Sur cette terre
Sur cette terre, il y a ce qui mérite vie : l’incertitude d’avril, l’odeur du pain à l’aube, les opinions d’une femme sur les hommes, les écrits d’Eschyle, les prémices de l’amour, l’herbe sur les pierres, les mères se tenant debout sur un filet de flûte, et la peur que les souvenirs inspirent aux conquérants.
Sur cette terre, il y a ce qui mérite vie : la fin de septembre, une dame qui entre, de toute sa sève, dans la quarantaine, l’heure du soleil en prison, un nuage imitant une foule d’êtres, les acclamations d’un peuple accompagnant ceux qui montent vers la mort avec le sourire, et la peur que les chansons inspirent aux tyrans.

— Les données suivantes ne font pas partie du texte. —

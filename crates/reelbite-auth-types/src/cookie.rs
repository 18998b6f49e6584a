//! Cookie builders for the session token.

use axum_extra::extract::cookie::{Cookie, CookieJar, SameSite};
use time::Duration;

/// Cookie name for the session token.
pub const SESSION_COOKIE: &str = "token";

/// Session JWT lifetime and cookie Max-Age in seconds (7 days).
pub const SESSION_TOKEN_EXP: u64 = 604800;

/// Set the session cookie on the jar.
///
/// `secure` is off for plain-http local development only.
///
/// ```
/// use axum_extra::extract::cookie::CookieJar;
/// use reelbite_auth_types::cookie::{set_session_cookie, SESSION_COOKIE};
///
/// let jar = set_session_cookie(CookieJar::new(), "token_value".to_string(), true);
/// let cookie = jar.get(SESSION_COOKIE).unwrap();
/// assert_eq!(cookie.value(), "token_value");
/// assert_eq!(cookie.path(), Some("/"));
/// assert_eq!(cookie.max_age(), Some(time::Duration::seconds(604800)));
/// assert!(cookie.http_only().unwrap_or(false));
/// assert!(cookie.secure().unwrap_or(false));
/// ```
pub fn set_session_cookie(jar: CookieJar, value: String, secure: bool) -> CookieJar {
    jar.add(session_cookie(value, Duration::seconds(SESSION_TOKEN_EXP as i64), secure))
}

/// Clear the session cookie by setting Max-Age to 0.
///
/// ```
/// use axum_extra::extract::cookie::CookieJar;
/// use reelbite_auth_types::cookie::{clear_session_cookie, set_session_cookie, SESSION_COOKIE};
///
/// let jar = set_session_cookie(CookieJar::new(), "t".to_string(), false);
/// let jar = clear_session_cookie(jar, false);
/// let cookie = jar.get(SESSION_COOKIE).unwrap();
/// assert_eq!(cookie.value(), "");
/// assert_eq!(cookie.max_age(), Some(time::Duration::ZERO));
/// ```
pub fn clear_session_cookie(jar: CookieJar, secure: bool) -> CookieJar {
    jar.add(session_cookie(String::new(), Duration::ZERO, secure))
}

fn session_cookie(value: String, max_age: Duration, secure: bool) -> Cookie<'static> {
    // Cross-site in production (frontend and API on different hosts) needs SameSite=None,
    // which browsers only accept together with Secure.
    let same_site = if secure { SameSite::None } else { SameSite::Lax };
    Cookie::build((SESSION_COOKIE, value))
        .path("/")
        .max_age(max_age)
        .http_only(true)
        .secure(secure)
        .same_site(same_site)
        .build()
}
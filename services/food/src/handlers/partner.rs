use axum::{
    Json,
    extract::{Path, State},
};
use serde::Serialize;

use reelbite_auth_types::identity::{AnyIdentity, PartnerIdentity};
use reelbite_domain::id::PartnerId;

use crate::domain::types::Partner;
use crate::error::FoodServiceError;
use crate::handlers::food::FoodResponse;
use crate::state::AppState;
use crate::usecase::partner::{GetPartnerProfileUseCase, GetPartnerUseCase};

#[derive(Serialize)]
pub struct PartnerResponse {
    pub id: String,
    pub name: String,
    pub contact_name: String,
    pub phone: String,
    pub email: String,
    pub address: String,
}

impl From<Partner> for PartnerResponse {
    fn from(p: Partner) -> Self {
        Self {
            id: p.id.to_string(),
            name: p.name,
            contact_name: p.contact_name,
            phone: p.phone,
            email: p.email,
            address: p.address,
        }
    }
}

// ── GET /api/food-partner/me ─────────────────────────────────────────────────

#[derive(Serialize)]
pub struct PartnerMeResponse {
    pub message: &'static str,
    pub food_partner: PartnerResponse,
}

impl From<Partner> for PartnerMeResponse {
    fn from(partner: Partner) -> Self {
        Self {
            message: "current food partner fetched successfully",
            food_partner: partner.into(),
        }
    }
}

pub async fn get_partner_me(
    identity: PartnerIdentity,
    State(state): State<AppState>,
) -> Result<Json<PartnerMeResponse>, FoodServiceError> {
    let usecase = GetPartnerUseCase {
        partners: state.partner_repo(),
    };
    let partner = usecase.execute(identity.partner_id).await?;
    Ok(Json(partner.into()))
}

// ── GET /api/food-partner/{id} ───────────────────────────────────────────────

#[derive(Serialize)]
pub struct PartnerProfileBody {
    #[serde(flatten)]
    pub partner: PartnerResponse,
    pub food_items: Vec<FoodResponse>,
}

#[derive(Serialize)]
pub struct PartnerProfileResponse {
    pub message: &'static str,
    pub food_partner: PartnerProfileBody,
}

pub async fn get_partner_by_id(
    _identity: AnyIdentity,
    State(state): State<AppState>,
    Path(id): Path<String>,
) -> Result<Json<PartnerProfileResponse>, FoodServiceError> {
    let id: PartnerId = id.trim().parse().map_err(|_| FoodServiceError::InvalidId)?;
    let usecase = GetPartnerProfileUseCase {
        partners: state.partner_repo(),
        foods: state.food_repo(),
    };
    let profile = usecase.execute(id).await?;
    Ok(Json(PartnerProfileResponse {
        message: "food partner fetched successfully",
        food_partner: PartnerProfileBody {
            partner: profile.partner.into(),
            food_items: profile.foods.into_iter().map(FoodResponse::from).collect(),
        },
    }))
}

Sur cette terre, il y a ce qui mérite vie : sur cette terre, il y a la maîtresse de la terre, mère des commencements, mère des aboutissements. Elle s’appelait Palestine. Puis on l’appela Palestine. Dame, je mérite, parce que tu es ma Dame, je mérite la vie.
In La terre nous est étroite et autres poèmes, traduction de l’arabe de Élias Sanbar — © Poésie/Gallimard, 2000, p.214
On entend souvent affirmer que l’art n’a rien à voir avec la politique. Mais l’art peut-il se soustraire à la société dans laquelle il naît et dont il subit les influences, peut-il rester à l’écart des turbulences de l’actualité et de l’histoire ? D’une part, refuser la politique, c’est déjà faire un choix politique, d’autre part toute l’histoire de l’art, et en particulier celle de la poésie, est traversée par le lien des artistes avec leur temps. Si l’on peut regretter certains aveuglément partisans que certains, y compris les plus grands, ont commis, on peut dans le même temps se référer à l’œuvre de certains antiques, aux Tragiques de d’Aubigné, à certaines parts de l’œuvre de Hugo, plus près de nous à la poésie de la Résistance. Mahmoud Darwich est exemplaire de ce lien avec le monde qui l’environne puisque son pays est la Palestine et que toute son écriture ne cesse de se référer à ce nom et aux événements qui s’y déroulent depuis plus d’un demi-siècle bien qu’ils conseillaient aux jeunes poètes de "s’éloigner le plus possible de la question nationale, d’écrire pour la poésie et non pour exprimer le rejet de l’occupation, de ne pas prendre la Palestine comme sujet ni comme slogan" et qu’il ait voulu ne pas être prisonnier de ses engagements, qu’il ait tenu à écrire à distance de cette actualité douloureuse.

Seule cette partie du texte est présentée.